The history of zinc being touted as a common cold treatment dates back to at least the 1980s. Zinc is an essential mineral and trace element, important for a variety of biological functions, and it’s known that zinc deficiency can increase our susceptibility to infection. But the primary theory behind zinc as a cold remedy is that it can broadly interfere with the replication of viruses that invade the upper respiratory tract when taken early, preventing or at least weakening the infection. It can be taken as a lozenge, nasal spray, or liquid.
The evidence for zinc’s benefits as a cold treatment has been mixed, though, and occasionally muddled with controversy. In 2009, the Food and Drug Administration infamously warned the public to stay away from brands of a zinc nasal spray and swab sold by the company Zicam, following reports of users losing their sense of smell afterward (Zicam denied culpability but did pull the products off the market and settled a class action lawsuit over the claims for $US12 ($16) million).
The current paper, according to the authors, wasn’t originally intended to study whether zinc was any good for colds in general. Their primary goal had been to look at the usefulness of zinc for covid-19, since the mineral has emerged as a popular home remedy for the viral illness. But none of the registered clinical trials testing zinc for covid-19 that they found were finished yet. Instead, they decided to treat this new review, published Tuesday in BMJ Open, as an update to existing reviews of the literature on zinc and colds.
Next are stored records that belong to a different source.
use std::path::{Path, PathBuf};
use std::time::Duration;

/// Result type for protection operations
pub type Result<T> = std::result::Result<T, ProtectionError>;

/// Errors raised by the protection framework.
///
/// Every variant maps onto a distinct process exit code through
/// [`ProtectionError::exit_code`] so scripted callers can branch on the kind.
#[derive(Debug, thiserror::Error)]
pub enum ProtectionError {
    #[error("I/O error on {}: {source}", .path.display())]
    Io {
        path: PathBuf,
        #[source]
        source: std::io::Error,
    },

    #[error("database file not found: {}", .0.display())]
    DatabaseMissing(PathBuf),

    #[error("backup {} failed verification and was discarded: {reason}", .path.display())]
    BackupIntegrity { path: PathBuf, reason: String },

    #[error("backup {} is not trustworthy: {reason}", .path.display())]
    UntrustworthyBackup { path: PathBuf, reason: String },

    #[error("restore overwrites the database and requires explicit confirmation")]
    ConfirmationRequired,

    #[error("another guarded operation is in progress ({holder}); lock {}", .lock.display())]
    OperationBusy { lock: PathBuf, holder: String },

    #[error("timed out after {waited:?} waiting for lock {}", .lock.display())]
    LockTimeout { lock: PathBuf, waited: Duration },

    #[error("invalid configuration: {0}")]
    ConfigValidation(String),

    #[error("invalid backup name '{0}': use letters, digits, '_' or '-'")]
    InvalidBackupName(String),

    #[error("no backup matches '{0}'")]
    BackupNotFound(String),

    #[error("'{query}' matches several backups: {}", .matches.join(", "))]
    AmbiguousBackup { query: String, matches: Vec<String> },

    #[error("serialization error: {0}")]
    Serialization(#[from] serde_json::Error),
}

impl ProtectionError {
    /// Process exit code for this error kind.
    pub fn exit_code(&self) -> u8 {
        match self {
            Self::Io { .. } | Self::DatabaseMissing(_) | Self::Serialization(_) => 1,
            Self::OperationBusy { .. } | Self::LockTimeout { .. } => 3,
            Self::ConfirmationRequired => 4,
            Self::BackupIntegrity { .. } | Self::UntrustworthyBackup { .. } => 5,
            Self::ConfigValidation(_) => 6,
            Self::InvalidBackupName(_) | Self::BackupNotFound(_) | Self::AmbiguousBackup { .. } => 7,
        }
    }

    pub fn is_busy(&self) -> bool {
        matches!(self, Self::OperationBusy { .. } | Self::LockTimeout { .. })
    }
}

/// Attach the offending path to an `io::Error`.
pub(crate) fn io_at(path: &Path) -> impl FnOnce(std::io::Error) -> ProtectionError + '_ {
    move |source| ProtectionError::Io {
        path: path.to_path_buf(),
        source,
    }
}
//! Persisted protection configuration.
//!
//! Missing fields fall back to defaults and unknown fields are ignored.
//! Out-of-range numbers found on disk are clamped with a warning; the same
//! values supplied through [`ProtectionConfig::set_option`] are rejected.

use crate::checksum::DigestAlgorithm;
use crate::error::{io_at, ProtectionError, Result};
use serde::{Deserialize, Deserializer, Serialize};
use std::fs;
use std::io::Write;
use std::ops::RangeInclusive;
use std::path::Path;
use std::time::Duration;
use tracing::{info, warn};

pub const MAX_BACKUPS_RANGE: RangeInclusive<u32> = 1..=1000;
pub const BACKUP_INTERVAL_HOURS_RANGE: RangeInclusive<u32> = 1..=8760;
pub const RETENTION_DAYS_RANGE: RangeInclusive<u32> = 1..=36500;
pub const STALE_LOCK_MINUTES_RANGE: RangeInclusive<u32> = 1..=10080;
pub const LOCK_WAIT_SECONDS_RANGE: RangeInclusive<u32> = 0..=3600;

#[derive(Debug, Clone, PartialEq, Eq, Serialize, Deserialize)]
#[serde(default)]
pub struct ProtectionConfig {
    pub protection_enabled: bool,
    pub auto_backup_enabled: bool,
    #[serde(deserialize_with = "clamped_u32")]
    pub backup_interval_hours: u32,
    #[serde(deserialize_with = "clamped_u32")]
    pub max_backups: u32,
    #[serde(deserialize_with = "clamped_u32")]
    pub backup_retention_days: u32,
    pub checksum_verification: bool,
    pub checksum_algorithm: DigestAlgorithm,
    #[serde(deserialize_with = "clamped_u32")]
    pub lock_wait_seconds: u32,
    #[serde(deserialize_with = "clamped_u32")]
    pub stale_lock_minutes: u32,
}

impl Default for ProtectionConfig {
    fn default() -> Self {
        Self {
            protection_enabled: true,
            auto_backup_enabled: true,
            backup_interval_hours: 6,
            max_backups: 10,
            backup_retention_days: 30,
            checksum_verification: true,
            checksum_algorithm: DigestAlgorithm::Sha256,
            lock_wait_seconds: 0,
            stale_lock_minutes: 60,
        }
    }
}

/// Accept any integer and saturate it into `u32`; range checks happen later.
fn clamped_u32<'de, D: Deserializer<'de>>(deserializer: D) -> std::result::Result<u32, D::Error> {
    let raw = i64::deserialize(deserializer)?;
    Ok(raw.clamp(0, i64::from(u32::MAX)) as u32)
}

impl ProtectionConfig {
    /// Keys accepted by [`set_option`](Self::set_option), in display order.
    pub const KEYS: [&'static str; 9] = [
        "protection_enabled",
        "auto_backup_enabled",
        "backup_interval_hours",
        "max_backups",
        "backup_retention_days",
        "checksum_verification",
        "checksum_algorithm",
        "lock_wait_seconds",
        "stale_lock_minutes",
    ];

    /// Load from `path`, writing defaults when the file does not exist yet.
    pub fn load(path: &Path) -> Result<Self> {
        let json = match fs::read_to_string(path) {
            Ok(json) => json,
            Err(e) if e.kind() == std::io::ErrorKind::NotFound => {
                let config = Self::default();
                config.save(path)?;
                info!(path = %path.display(), "wrote default protection config");
                return Ok(config);
            }
            Err(e) => return Err(io_at(path)(e)),
        };
        let config: Self = serde_json::from_str(&json).map_err(|e| {
            ProtectionError::ConfigValidation(format!("{}: {e}", path.display()))
        })?;
        Ok(config.clamped())
    }

    /// Persist the whole struct with write-temp-then-rename.
    pub fn save(&self, path: &Path) -> Result<()> {
        let dir = match path.parent() {
            Some(p) if !p.as_os_str().is_empty() => p,
            _ => Path::new("."),
        };
        fs::create_dir_all(dir).map_err(io_at(dir))?;

        let mut tmp = tempfile::NamedTempFile::new_in(dir).map_err(io_at(dir))?;
        serde_json::to_writer_pretty(&mut tmp, self)?;
        tmp.write_all(b"\n").map_err(io_at(tmp.path()))?;
        tmp.as_file().sync_all().map_err(io_at(path))?;
        tmp.persist(path).map_err(|e| io_at(path)(e.error))?;
        Ok(())
    }

    /// Parse `value` for `key`, validate, and apply. The struct is left
    /// untouched on error.
    pub fn set_option(&mut self, key: &str, value: &str) -> Result<()> {
        let mut next = self.clone();
        let value = value.trim();
        match key {
            "protection_enabled" => next.protection_enabled = parse_bool(key, value)?,
            "auto_backup_enabled" => next.auto_backup_enabled = parse_bool(key, value)?,
            "checksum_verification" => next.checksum_verification = parse_bool(key, value)?,
            "backup_interval_hours" => next.backup_interval_hours = parse_u32(key, value)?,
            "max_backups" => next.max_backups = parse_u32(key, value)?,
            "backup_retention_days" => next.backup_retention_days = parse_u32(key, value)?,
            "lock_wait_seconds" => next.lock_wait_seconds = parse_u32(key, value)?,
            "stale_lock_minutes" => next.stale_lock_minutes = parse_u32(key, value)?,
            "checksum_algorithm" => {
                next.checksum_algorithm = value
                    .parse()
                    .map_err(|e: String| ProtectionError::ConfigValidation(format!("{key}: {e}")))?
            }
            other => {
                return Err(ProtectionError::ConfigValidation(format!(
                    "unknown option '{other}' (expected one of: {})",
                    Self::KEYS.join(", ")
                )))
            }
        }
        let violations = next.violations();
        if !violations.is_empty() {
            return Err(ProtectionError::ConfigValidation(violations.join("; ")));
        }
        *self = next;
        Ok(())
    }

    /// `(key, value)` pairs for display.
    pub fn entries(&self) -> Vec<(&'static str, String)> {
        vec![
            ("protection_enabled", self.protection_enabled.to_string()),
            ("auto_backup_enabled", self.auto_backup_enabled.to_string()),
            ("backup_interval_hours", self.backup_interval_hours.to_string()),
            ("max_backups", self.max_backups.to_string()),
            ("backup_retention_days", self.backup_retention_days.to_string()),
            ("checksum_verification", self.checksum_verification.to_string()),
            ("checksum_algorithm", self.checksum_algorithm.to_string()),
            ("lock_wait_seconds", self.lock_wait_seconds.to_string()),
            ("stale_lock_minutes", self.stale_lock_minutes.to_string()),
        ]
    }

    pub fn backup_interval(&self) -> chrono::Duration {
        chrono::Duration::hours(i64::from(self.backup_interval_hours))
    }

    pub fn lock_wait(&self) -> Duration {
        Duration::from_secs(u64::from(self.lock_wait_seconds))
    }

    pub fn stale_lock_after(&self) -> Duration {
        Duration::from_secs(u64::from(self.stale_lock_minutes) * 60)
    }

    fn numeric_fields(&mut self) -> [(&'static str, &mut u32, RangeInclusive<u32>); 5] {
        [
            ("backup_interval_hours", &mut self.backup_interval_hours, BACKUP_INTERVAL_HOURS_RANGE),
            ("max_backups", &mut self.max_backups, MAX_BACKUPS_RANGE),
            ("backup_retention_days", &mut self.backup_retention_days, RETENTION_DAYS_RANGE),
            ("lock_wait_seconds", &mut self.lock_wait_seconds, LOCK_WAIT_SECONDS_RANGE),
            ("stale_lock_minutes", &mut self.stale_lock_minutes, STALE_LOCK_MINUTES_RANGE),
        ]
    }

    fn violations(&self) -> Vec<String> {
        let mut copy = self.clone();
        let violations = copy
            .numeric_fields()
            .into_iter()
            .filter(|(_, value, range)| !range.contains(&**value))
            .map(|(key, value, range)| {
                format!("{key}={value} is outside {}..={}", range.start(), range.end())
            })
            .collect();
        violations
    }

    fn clamped(mut self) -> Self {
        for (key, value, range) in self.numeric_fields() {
            if !range.contains(&*value) {
                let fixed = (*value).clamp(*range.start(), *range.end());
                warn!(key, value = *value, clamped = fixed, "config value out of range");
                *value = fixed;
            }
        }
        self
    }
}

fn parse_bool(key: &str, value: &str) -> Result<bool> {
    match value.to_ascii_lowercase().as_str() {
        "true" | "yes" | "on" | "1" => Ok(true),
        "false" | "no" | "off" | "0" => Ok(false),
        _ => Err(ProtectionError::ConfigValidation(format!(
            "{key} expects true or false, got '{value}'"
        ))),
    }
}

fn parse_u32(key: &str, value: &str) -> Result<u32> {
    value.parse::<u32>().map_err(|_| {
        ProtectionError::ConfigValidation(format!(
            "{key} expects a non-negative integer, got '{value}'"
        ))
    })
}

#[cfg(test)]
mod tests {
    use super::*;
    use tempfile::tempdir;

    #[test]
    fn missing_file_writes_defaults() {
        let dir = tempdir().unwrap();
        let path = dir.path().join("database_protection.json");
        let config = ProtectionConfig::load(&path).unwrap();
        assert_eq!(config, ProtectionConfig::default());
        assert!(path.exists());
        assert_eq!(ProtectionConfig::load(&path).unwrap(), config);
    }

    #[test]
    fn partial_file_fills_defaults_and_ignores_unknown_fields() {
        let dir = tempdir().unwrap();
        let path = dir.path().join("cfg.json");
        fs::write(
            &path,
            r#"{"max_backups": 3, "last_backup": "2024-01-01T00:00:00", "theme": "dark"}"#,
        )
        .unwrap();
        let config = ProtectionConfig::load(&path).unwrap();
        assert_eq!(config.max_backups, 3);
        assert_eq!(config.backup_interval_hours, 6);
        assert!(config.protection_enabled);
    }

    #[test]
    fn out_of_range_values_on_disk_are_clamped() {
        let dir = tempdir().unwrap();
        let path = dir.path().join("cfg.json");
        fs::write(
            &path,
            r#"{"max_backups": 0, "backup_interval_hours": -4, "backup_retention_days": 99999999}"#,
        )
        .unwrap();
        let config = ProtectionConfig::load(&path).unwrap();
        assert_eq!(config.max_backups, 1);
        assert_eq!(config.backup_interval_hours, 1);
        assert_eq!(config.backup_retention_days, *RETENTION_DAYS_RANGE.end());
    }

    #[test]
    fn malformed_file_is_a_validation_error() {
        let dir = tempdir().unwrap();
        let path = dir.path().join("cfg.json");
        fs::write(&path, "{ not json").unwrap();
        assert!(matches!(
            ProtectionConfig::load(&path),
            Err(ProtectionError::ConfigValidation(_))
        ));

        fs::write(&path, r#"{"max_backups": "ten"}"#).unwrap();
        assert!(matches!(
            ProtectionConfig::load(&path),
            Err(ProtectionError::ConfigValidation(_))
        ));
    }

    #[test]
    fn set_option_validates_and_leaves_config_untouched_on_error() {
        let mut config = ProtectionConfig::default();
        config.set_option("max_backups", "4").unwrap();
        config.set_option("checksum_algorithm", "blake3").unwrap();
        config.set_option("auto_backup_enabled", "false").unwrap();
        assert_eq!(config.max_backups, 4);
        assert_eq!(config.checksum_algorithm, DigestAlgorithm::Blake3);
        assert!(!config.auto_backup_enabled);

        let before = config.clone();
        assert!(config.set_option("max_backups", "0").is_err());
        assert!(config.set_option("max_backups", "-1").is_err());
        assert!(config.set_option("protection_enabled", "maybe").is_err());
        assert!(config.set_option("colour", "blue").is_err());
        assert_eq!(config, before);
    }

    #[test]
    fn save_replaces_file_atomically() {
        let dir = tempdir().unwrap();
        let path = dir.path().join("cfg.json");
        let mut config = ProtectionConfig::default();
        config.save(&path).unwrap();
        config.set_option("backup_retention_days", "7").unwrap();
        config.save(&path).unwrap();

        assert_eq!(ProtectionConfig::load(&path).unwrap().backup_retention_days, 7);
        let leftovers = fs::read_dir(dir.path()).unwrap().count();
        assert_eq!(leftovers, 1);
    }
}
The group looked at data from 28 randomised and controlled trials of zinc, collectively involving nearly 5,500 participants. Some studies tracked people taking zinc to prevent a cold; others looked at people who took zinc soon after they reported symptoms; and some even deliberately exposed healthy people to the human rhinovirus, a mild but ubiquitous source of the cold. Most were conducted in the U.S., though some also occurred in China, Western Europe, and Australia.
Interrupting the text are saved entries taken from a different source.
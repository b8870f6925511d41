//! Content digests for backup files.
//!
//! A digest is always rendered with its algorithm tag (`sha256:<hex>`,
//! `blake3:<hex>`). Recorded digests are re-derived with the algorithm named
//! in their tag, so changing the configured algorithm never invalidates
//! historical backups. A tag this build does not know is reported as
//! [`Verification::Unverifiable`], not as a mismatch.

use crate::error::{io_at, Result};
use serde::{Deserialize, Serialize};
use sha2::{Digest, Sha256};
use std::fmt;
use std::fs::File;
use std::io::{BufReader, Read};
use std::path::Path;
use std::str::FromStr;

/// Buffer size for streaming reads (64KB)
const BUFFER_SIZE: usize = 64 * 1024;

#[derive(Debug, Clone, Copy, Default, PartialEq, Eq, Serialize, Deserialize)]
#[serde(rename_all = "lowercase")]
pub enum DigestAlgorithm {
    #[default]
    Sha256,
    Blake3,
}

impl DigestAlgorithm {
    pub fn as_str(&self) -> &'static str {
        match self {
            Self::Sha256 => "sha256",
            Self::Blake3 => "blake3",
        }
    }
}

impl FromStr for DigestAlgorithm {
    type Err = String;

    fn from_str(s: &str) -> std::result::Result<Self, Self::Err> {
        match s.to_ascii_lowercase().as_str() {
            "sha256" | "sha-256" => Ok(Self::Sha256),
            "blake3" => Ok(Self::Blake3),
            other => Err(format!("unknown digest algorithm '{other}'")),
        }
    }
}

impl fmt::Display for DigestAlgorithm {
    fn fmt(&self, f: &mut fmt::Formatter<'_>) -> fmt::Result {
        f.write_str(self.as_str())
    }
}

/// A tagged content digest.
#[derive(Debug, Clone, PartialEq, Eq)]
pub struct Checksum {
    pub algorithm: DigestAlgorithm,
    pub hex: String,
}

impl fmt::Display for Checksum {
    fn fmt(&self, f: &mut fmt::Formatter<'_>) -> fmt::Result {
        write!(f, "{}:{}", self.algorithm, self.hex)
    }
}

impl FromStr for Checksum {
    type Err = String;

    fn from_str(s: &str) -> std::result::Result<Self, Self::Err> {
        let (tag, hex) = s
            .split_once(':')
            .ok_or_else(|| format!("digest '{s}' has no algorithm tag"))?;
        let algorithm = tag.parse::<DigestAlgorithm>()?;
        if hex.is_empty() || !hex.bytes().all(|b| b.is_ascii_hexdigit()) {
            return Err(format!("digest '{s}' is not hex encoded"));
        }
        Ok(Self {
            algorithm,
            hex: hex.to_ascii_lowercase(),
        })
    }
}

/// Outcome of checking a file against a recorded digest.
#[derive(Debug, Clone, PartialEq, Eq, Serialize)]
#[serde(tag = "status", rename_all = "snake_case")]
pub enum Verification {
    Verified,
    Mismatch { expected: String, actual: String },
    Unverifiable { reason: String },
}

impl Verification {
    pub fn is_verified(&self) -> bool {
        matches!(self, Self::Verified)
    }
}

/// Computes and compares digests with a configured algorithm.
#[derive(Debug, Clone, Copy, Default)]
pub struct ChecksumVerifier {
    algorithm: DigestAlgorithm,
}

impl ChecksumVerifier {
    pub fn new(algorithm: DigestAlgorithm) -> Self {
        Self { algorithm }
    }

    pub fn algorithm(&self) -> DigestAlgorithm {
        self.algorithm
    }

    /// Digest `path` with the configured algorithm.
    pub fn digest(&self, path: &Path) -> Result<Checksum> {
        digest_with(self.algorithm, path)
    }

    /// Recompute the digest of `path` with the algorithm of `expected` and
    /// compare. A mismatch is `Ok(false)`; only I/O failures are errors.
    pub fn verify(&self, path: &Path, expected: &Checksum) -> Result<bool> {
        let actual = digest_with(expected.algorithm, path)?;
        Ok(actual.hex == expected.hex)
    }

    /// Check `path` against a recorded, possibly absent or foreign, digest tag.
    pub fn check_recorded(&self, path: &Path, recorded: Option<&str>) -> Verification {
        let Some(recorded) = recorded else {
            return Verification::Unverifiable {
                reason: "no digest was recorded for this backup".into(),
            };
        };
        let expected = match recorded.parse::<Checksum>() {
            Ok(c) => c,
            Err(reason) => return Verification::Unverifiable { reason },
        };
        match digest_with(expected.algorithm, path) {
            Ok(actual) if actual.hex == expected.hex => Verification::Verified,
            Ok(actual) => Verification::Mismatch {
                expected: expected.to_string(),
                actual: actual.to_string(),
            },
            Err(e) => Verification::Unverifiable {
                reason: e.to_string(),
            },
        }
    }
}

/// Stream `path` through `algorithm`.
pub fn digest_with(algorithm: DigestAlgorithm, path: &Path) -> Result<Checksum> {
    let file = File::open(path).map_err(io_at(path))?;
    let mut reader = BufReader::with_capacity(BUFFER_SIZE, file);
    let mut buffer = vec![0u8; BUFFER_SIZE];

    let hex = match algorithm {
        DigestAlgorithm::Sha256 => {
            let mut hasher = Sha256::new();
            loop {
                let n = reader.read(&mut buffer).map_err(io_at(path))?;
                if n == 0 {
                    break;
                }
                hasher.update(&buffer[..n]);
            }
            hex::encode(hasher.finalize())
        }
        DigestAlgorithm::Blake3 => {
            let mut hasher = blake3::Hasher::new();
            loop {
                let n = reader.read(&mut buffer).map_err(io_at(path))?;
                if n == 0 {
                    break;
                }
                hasher.update(&buffer[..n]);
            }
            hasher.finalize().to_hex().to_string()
        }
    };

    Ok(Checksum { algorithm, hex })
}
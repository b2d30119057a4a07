use std::{fs, path::Path, time::Duration};

use serde::Deserialize;
use thiserror::Error;
use url::Url;

pub const DEFAULT_API_BASE_URL: &str = "http://localhost:8000";
pub const DEFAULT_REQUEST_TIMEOUT_MS: u64 = 30_000;
pub const SETTINGS_FILE: &str = "analyzer.toml";

#[derive(Debug, Error, PartialEq, Eq)]
pub enum SettingsError {
    #[error("invalid analysis API url '{url}': {reason}")]
    InvalidUrl { url: String, reason: String },
    #[error("analysis API url '{url}' must use http or https, got '{scheme}'")]
    UnsupportedScheme { url: String, scheme: String },
}

#[derive(Debug, Clone, PartialEq, Eq)]
pub struct ClientSettings {
    pub api_base_url: String,
    pub request_timeout_ms: u64,
}

impl Default for ClientSettings {
    fn default() -> Self {
        Self {
            api_base_url: DEFAULT_API_BASE_URL.into(),
            request_timeout_ms: DEFAULT_REQUEST_TIMEOUT_MS,
        }
    }
}

impl ClientSettings {
    pub fn request_timeout(&self) -> Duration {
        Duration::from_millis(self.request_timeout_ms)
    }

    pub fn normalized_api_base_url(&self) -> Result<String, SettingsError> {
        normalize_api_base_url(&self.api_base_url)
    }
}

#[derive(Debug, Default, Deserialize)]
struct FileSettings {
    api_base_url: Option<String>,
    request_timeout_ms: Option<u64>,
}

/// Defaults, then `analyzer.toml` in the working directory, then environment.
pub fn load_settings() -> ClientSettings {
    load_settings_from(Path::new(SETTINGS_FILE), |key| std::env::var(key).ok())
}

pub fn load_settings_from(
    settings_path: &Path,
    env: impl Fn(&str) -> Option<String>,
) -> ClientSettings {
    let mut settings = ClientSettings::default();

    if let Ok(raw) = fs::read_to_string(settings_path) {
        match toml::from_str::<FileSettings>(&raw) {
            Ok(file_cfg) => {
                if let Some(v) = file_cfg.api_base_url {
                    settings.api_base_url = v;
                }
                if let Some(v) = file_cfg.request_timeout_ms {
                    settings.request_timeout_ms = v;
                }
            }
            Err(err) => tracing::warn!(
                path = %settings_path.display(),
                "ignoring unreadable settings file: {err}"
            ),
        }
    }

    if let Some(v) = env("ANALYZER_API_URL") {
        settings.api_base_url = v;
    }
    if let Some(v) = env("APP__API_URL") {
        settings.api_base_url = v;
    }

    if let Some(v) = env("APP__REQUEST_TIMEOUT_MS") {
        if let Ok(parsed) = v.trim().parse::<u64>() {
            settings.request_timeout_ms = parsed;
        }
    }

    settings
}

pub fn normalize_api_base_url(raw: &str) -> Result<String, SettingsError> {
    let trimmed = raw.trim().trim_end_matches('/');
    let parsed = Url::parse(trimmed).map_err(|err| SettingsError::InvalidUrl {
        url: raw.to_string(),
        reason: err.to_string(),
    })?;

    match parsed.scheme() {
        "http" | "https" => Ok(trimmed.to_string()),
        other => Err(SettingsError::UnsupportedScheme {
            url: raw.to_string(),
            scheme: other.to_string(),
        }),
    }
}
Overall, they found modest benefits throughout for zinc compared to placebo. They estimated, for instance, that zinc lozenges or nasal sprays would prevent five cold cases for every 100 people who took them for a month. On average, they also found that lozenges and nasal sprays were associated with two fewer days of symptoms, compared to placebo. And they estimated that about 19 fewer people out of every 100 would have cold symptoms by day seven if they had been taking zinc.
At the same time, not all of the findings were positive. The team found data indicating that zinc users would experience less severe symptoms by day three, but overall, they didn’t find evidence that zinc reduced the average daily severity of a cold. In the trials that deliberately exposed volunteers to a rhinovirus cold, they also found no evidence of benefits in prevention or treatment from taking a zinc lozenge. And people taking zinc did experience more adverse events than the placebo group, including nausea, mouth irritation, and altered taste, though none were severe and no cases of anosmia (the loss of smell) were reported by nasal spray users.
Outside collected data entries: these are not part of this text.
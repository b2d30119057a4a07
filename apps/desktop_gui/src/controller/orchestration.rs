//! Command orchestration helpers from UI actions to backend command queue.

use crossbeam_channel::{Sender, TrySendError};

use crate::backend_bridge::commands::BackendCommand;

pub fn dispatch_backend_command(
    cmd_tx: &Sender<BackendCommand>,
    cmd: BackendCommand,
    status: &mut String,
) {
    let cmd_name = cmd.name();

    match cmd_tx.try_send(cmd) {
        Ok(()) => tracing::debug!(command = cmd_name, "queued ui->backend command"),
        Err(TrySendError::Full(_)) => {
            *status = "UI command queue is full; please retry".to_string();
        }
        Err(TrySendError::Disconnected(_)) => {
            *status =
                "Analysis backend disconnected (possible startup/runtime failure); restart the app"
                    .to_string();
        }
    }
}

#[cfg(test)]
mod tests {
    use super::*;
    use crossbeam_channel::bounded;

    #[test]
    fn reports_full_queue_in_status() {
        let (tx, _rx) = bounded(1);
        let mut status = String::new();
        dispatch_backend_command(&tx, BackendCommand::Analyze, &mut status);
        assert!(status.is_empty());

        dispatch_backend_command(&tx, BackendCommand::Analyze, &mut status);
        assert_eq!(status, "UI command queue is full; please retry");
    }

    #[test]
    fn reports_disconnected_backend_in_status() {
        let (tx, rx) = bounded(1);
        drop(rx);
        let mut status = String::new();
        dispatch_backend_command(&tx, BackendCommand::Analyze, &mut status);
        assert!(status.starts_with("Analysis backend disconnected"));
    }
}
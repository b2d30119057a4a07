//! Backend commands queued from UI to backend worker.

use std::path::PathBuf;

pub enum BackendCommand {
    SelectFile { path: PathBuf },
    Analyze,
}

impl BackendCommand {
    pub fn name(&self) -> &'static str {
        match self {
            Self::SelectFile { .. } => "select_file",
            Self::Analyze => "analyze",
        }
    }
}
Perhaps most importantly, the group found no consistent pattern in the data for how to take zinc optimally — both in terms of the safest dose to take, the best route of administration, and whether any other treatments may work in conjunction with zinc to boost its effects.
Despite the shortcomings of the data, though, the researchers do say that doctors and patients should consider zinc a viable option for preventing and treating the common cold, particularly in comparison to over-the-counter medications that have worse side effects or medicines that will definitely have no effect but are sometimes prescribed to reassure patients, like antibiotics for a suspected viral infection.
“The marginal benefits, strain specificity, drug resistance, and potential risks of other over-the-counter and prescription medications makes zinc a viable ‘natural’ alternative for the self-management of non-specific [respiratory tract infections],” the authors wrote.
However, they add, “clinicians and consumers need to be aware that considerable uncertainty remains regarding the clinical efficacy of different zinc formulations, doses, and administration routes. They also note the possibility that zinc may not work for all viruses that cause respiratory infections. Where covid-19 fits into that picture is still an open question, the authors note, though some studies haven’t found a real benefit. And there needs to be more and better research into zinc in general before it’s likely to be widely recommended by health authorities as a cold remedy.
“Clarification of the efficacy and mechanism of zinc in viral respiratory infections, including SARSCoV-2 infections, warrants further research,” they wrote.